Print this page

Division of Geriatrics

In concert with Saint Louis University's aging initiative, geriatrics and gerontology became a growing emphasis of the Department of Internal Medicine. In 1988, the Division of Geriatric Medicine was created as the central element of internal medicine activities in aging. Generous laboratory and office space was created at both Saint Louis University and the St. Louis Veteran's Administration Medical Center.

Dr. John E. Morley, known internationally as a gerontological researcher, clinician, and educator, became the Director of the Division of Geriatric Medicine and the Dammert Professor of Gerontology. In addition to extensive personal scientific achievements, Dr. Morley has directed the clinical training programs in both endocrinology and geriatrics and supervised research activities ranging from basic biomedical investigation to epidemiology and health services research. He is the editor of the Journal of Gerontology: Medical Sciences, and recipient of the Ipsen Foundation of Longevity Award in 2001, the American Geriatrics Society's Lascher/Manning Award for Lifetime Achievement in Geriatrics in 2002, and the Gerontological Society of America's Freeman Award in 2004. He has developed a number of educational games and has a special interest in continuous quality improvement (CQI).

The Division offers a variety of clinical services, which depend upon interdisciplinary teams including physicians, nurses, and social workers. An inpatient geriatric consultation service provides advice and service for elderly inpatients. Geriatric medicine faculty staff an internal medicine ward team nine months of the year, focusing on the care of acutely ill elderly. Outpatient services include clinics in geriatric assessment, continuity, diabetes, sexual dysfunction, incontinence, and nutrition, among others. A special clinic exists for developmentally disabled elders. A home visit program exists to provide both care for the chronically ill as well as screening for healthy elders.

Saint Louis University has a new facility (since 1994) to house its own academic subacute nursing home, staffed by members of the geriatric division. All health science students, including health care administration students, receive training in this facility. Continuing education for physicians, nurses, and other health professionals is provided on a regular basis. A mini-fellowship program for physicians and other health professionals who desire an upgrade of their clinical geriatric skills has been designed. Saint Louis University internal medicine residents receive a four-week mandatory training period in geriatric medicine. A new initiative, a geriatric leadership academy, provides training in geriatric syndromes, research, education, clinical care, business, and leadership. Most attendees of this four-week program are assistant professors in medicine, pharmacy, nursing, public health, social work, or allied health.

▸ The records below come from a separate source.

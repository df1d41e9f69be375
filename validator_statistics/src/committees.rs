use std::{
    collections::{BTreeMap, HashMap},
    rc::Rc,
};

use anyhow::{Context as _, Result};
use beacon_api::{containers::BeaconCommittee, BeaconNode, StateId};
use chain_time::ChainTime;
use log::debug;
use types::primitives::{CommitteeIndex, Epoch, Slot, ValidatorIndex};

/// Committee assignments for one epoch, keyed by slot and committee index.
#[derive(Default, Debug)]
pub struct EpochCommittees {
    committees: BTreeMap<(Slot, CommitteeIndex), Vec<ValidatorIndex>>,
}

impl EpochCommittees {
    #[must_use]
    pub fn get(&self, slot: Slot, committee_index: CommitteeIndex) -> Option<&[ValidatorIndex]> {
        self.committees
            .get(&(slot, committee_index))
            .map(Vec::as_slice)
    }

    /// Every assignment in the epoch as `(slot, committee index, validator index)`.
    pub fn assignments(
        &self,
    ) -> impl Iterator<Item = (Slot, CommitteeIndex, ValidatorIndex)> + '_ {
        self.committees
            .iter()
            .flat_map(|((slot, committee_index), validators)| {
                validators
                    .iter()
                    .map(move |validator_index| (*slot, *committee_index, *validator_index))
            })
    }
}

impl FromIterator<BeaconCommittee> for EpochCommittees {
    fn from_iter<I: IntoIterator<Item = BeaconCommittee>>(committees: I) -> Self {
        let committees = committees
            .into_iter()
            .map(|committee| ((committee.slot, committee.index), committee.validators))
            .collect();

        Self { committees }
    }
}

/// Committees fetched per epoch, once per run.
pub struct CommitteeCache<'node, N: ?Sized> {
    node: &'node N,
    epochs: HashMap<Epoch, Rc<EpochCommittees>>,
}

impl<'node, N: BeaconNode + ?Sized> CommitteeCache<'node, N> {
    #[must_use]
    pub fn new(node: &'node N) -> Self {
        Self {
            node,
            epochs: HashMap::new(),
        }
    }

    pub fn for_epoch(&mut self, chain_time: &ChainTime, epoch: Epoch) -> Result<Rc<EpochCommittees>> {
        if let Some(committees) = self.epochs.get(&epoch) {
            return Ok(Rc::clone(committees));
        }

        let first_slot = chain_time.first_slot_of_epoch(epoch);

        let committees = self
            .node
            .beacon_committees(StateId::Slot(first_slot), Some(epoch))
            .with_context(|| format!("failed to obtain committees for slot {first_slot}"))?
            .into_iter()
            .collect::<EpochCommittees>();

        debug!(
            "obtained {} committees for epoch {epoch}",
            committees.committees.len(),
        );

        let committees = Rc::new(committees);
        self.epochs.insert(epoch, Rc::clone(&committees));

        Ok(committees)
    }
}
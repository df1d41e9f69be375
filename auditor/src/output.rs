//! Human-readable and JSON renderings of reports.

use std::io::{Result as IoResult, Write};

use anyhow::Result;
use serde::Serialize;
use validator_statistics::{BlockAnalysis, EpochSummary, ValidatorFault, ValidatorSummary};

pub fn write_json(out: &mut impl Write, report: &impl Serialize) -> Result<()> {
    serde_json::to_writer(&mut *out, report)?;
    writeln!(out)?;
    Ok(())
}

pub fn write_epoch_summary(
    out: &mut impl Write,
    summary: &EpochSummary,
    verbose: bool,
) -> IoResult<()> {
    writeln!(out, "Epoch {}:", summary.epoch)?;

    if verbose {
        let slots = summary.last_slot.saturating_sub(summary.first_slot) + 1;

        for proposal in &summary.proposals {
            writeln!(
                out,
                "  Slot {} ({}/{slots}):",
                proposal.slot,
                proposal.slot.saturating_sub(summary.first_slot),
            )?;
            writeln!(out, "    Proposer: {}", proposal.validator_index)?;
            writeln!(out, "    Proposed: {}", mark(proposal.block))?;
        }
    } else if summary.proposals.iter().any(|proposal| !proposal.block) {
        writeln!(out, "  Missed proposals:")?;

        for proposal in summary.proposals.iter().filter(|proposal| !proposal.block) {
            writeln!(
                out,
                "    Slot {} (validator {})",
                proposal.slot, proposal.validator_index,
            )?;
        }
    }

    let active = summary.active_validators;

    writeln!(out, "  Attestations:")?;

    for (label, count) in [
        ("Participating", summary.participating_validators),
        ("Correct head", summary.head_correct_validators),
        ("Timely head", summary.head_timely_validators),
        ("Timely source", summary.source_timely_validators),
        ("Correct target", summary.target_correct_validators),
        ("Timely target", summary.target_timely_validators),
    ] {
        writeln!(
            out,
            "    {label}: {count}/{active} ({:.2}%)",
            percentage(count, active),
        )?;
    }

    // Every block in the epoch was a chance to sign, whoever proposed it.
    let chances = summary.blocks;

    if verbose {
        for misses in &summary.sync_committee {
            let included = chances.saturating_sub(misses.missed);

            writeln!(out, "  Sync committee validator {}:", misses.validator_index)?;
            writeln!(out, "    Chances: {chances}")?;
            writeln!(out, "    Included: {included}")?;
            writeln!(out, "    Inclusion %: {:.2}", percentage(included, chances))?;
        }
    } else if !summary.sync_committee.is_empty() {
        writeln!(out, "  Missed sync committees (excluding missed blocks):")?;

        for misses in &summary.sync_committee {
            writeln!(
                out,
                "    {} ({:.2}%) by validator {}",
                misses.missed,
                percentage(misses.missed, chances),
                misses.validator_index,
            )?;
        }
    }

    Ok(())
}

pub fn write_block_analysis(
    out: &mut impl Write,
    analysis: &BlockAnalysis,
    verbose: bool,
) -> IoResult<()> {
    if verbose {
        for (index, attestation) in analysis.attestations.iter().enumerate() {
            write!(out, "Attestation {index}: distance {}, ", attestation.distance)?;

            if let Some(duplicate) = attestation.duplicate {
                writeln!(
                    out,
                    "duplicate of attestation {} in block {}",
                    duplicate.index, duplicate.block,
                )?;
                continue;
            }

            write!(
                out,
                "{}/{}/{} new/total/possible votes",
                attestation.new_votes, attestation.votes, attestation.possible_votes,
            )?;

            if attestation.new_votes == 0 {
                writeln!(out)?;
                continue;
            }

            let flags = attestation.flags;

            if !flags.head_correct {
                write!(out, ", head vote incorrect")?;
            } else if !flags.head_timely {
                write!(out, ", head vote correct but late")?;
            }

            if !flags.source_timely {
                write!(out, ", source vote late")?;
            }

            if !flags.target_correct {
                write!(out, ", target vote incorrect")?;
            } else if !flags.target_timely {
                write!(out, ", target vote correct but late")?;
            }

            writeln!(
                out,
                ", score {:.3}, value {:.3}",
                attestation.score, attestation.value,
            )?;
        }

        let sync_committee = analysis.sync_committee;

        if sync_committee.contributions > 0 {
            writeln!(
                out,
                "Sync committee contributions: {} contributions, score {:.3}, value {:.3}",
                sync_committee.contributions, sync_committee.score, sync_committee.value,
            )?;
        }
    }

    writeln!(out, "Value for block {}: {:.3}", analysis.slot, analysis.value)
}

pub fn write_validator_summary(
    out: &mut impl Write,
    summary: &ValidatorSummary,
    verbose: bool,
) -> IoResult<()> {
    writeln!(out, "Epoch {}:", summary.epoch)?;

    for slot in &summary.slots {
        writeln!(
            out,
            "  Slot {}: {}/{} included, {} correct head, {} timely head, {} timely source, \
             {} correct target, {} timely target",
            slot.slot,
            slot.attestations_included,
            slot.attestations_expected,
            slot.correct_head,
            slot.timely_head,
            slot.timely_source,
            slot.correct_target,
            slot.timely_target,
        )?;
    }

    if verbose {
        for proposal in &summary.proposals {
            writeln!(
                out,
                "  Proposal at slot {} by validator {}: {}",
                proposal.slot,
                proposal.validator_index,
                mark(proposal.block),
            )?;
        }
    }

    if !summary.non_participating_validators.is_empty() {
        writeln!(out, "  Non-participating validators:")?;

        for missed in &summary.non_participating_validators {
            writeln!(
                out,
                "    {} (slot {}, committee {})",
                missed.validator_index, missed.slot, missed.committee_index,
            )?;
        }
    }

    write_faults(out, "Incorrect head", &summary.incorrect_head_validators, false)?;
    write_faults(out, "Untimely head", &summary.untimely_head_validators, true)?;
    write_faults(out, "Untimely source", &summary.untimely_source_validators, true)?;
    write_faults(out, "Incorrect target", &summary.incorrect_target_validators, false)?;
    write_faults(out, "Untimely target", &summary.untimely_target_validators, true)?;

    Ok(())
}

fn write_faults(
    out: &mut impl Write,
    label: &str,
    faults: &[ValidatorFault],
    with_distance: bool,
) -> IoResult<()> {
    if faults.is_empty() {
        return Ok(());
    }

    writeln!(out, "  {label} validators:")?;

    for fault in faults {
        write!(
            out,
            "    {} (slot {}, committee {}",
            fault.validator_index, fault.slot, fault.committee_index,
        )?;

        if with_distance {
            write!(out, ", inclusion distance {}", fault.inclusion_delay)?;
        }

        writeln!(out, ")")?;
    }

    Ok(())
}

const fn mark(present: bool) -> &'static str {
    if present {
        "✓"
    } else {
        "✕"
    }
}

#[expect(clippy::cast_precision_loss)]
#[expect(clippy::float_arithmetic)]
fn percentage(part: usize, whole: usize) -> f64 {
    if whole == 0 {
        return 0.0;
    }

    100.0 * part as f64 / whole as f64
}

In summary, the integrated set of programs in the Division of Geriatric Medicine provides a rich environment in which to offer gerontological and geriatric education to geriatricians involved in dissemination of state-of-the-art elder care throughout the region. The wide range of service programs supply numerous sites for training experiences, and the cadre of health professionals offer a wide range of expertise and experience in educational programs to accomplish goals of this grant. Saint Louis University Hospital has been listed as one of the top 10 geriatric programs in the country by U.S. News and World Report since 1998, and we have consistently ranked in the top 20 in the US News and World Report for university-associated Geriatric programs.

The Division has also developed a geriatric clinic for inner-city minority older persons in collaboration with the Community Health in Partnership group. The Division has developed a walk-in clinic administered by medical students for minority elderly in Hamilton Heights. This program has been expanded to include a home visit program for very frail shut-ins.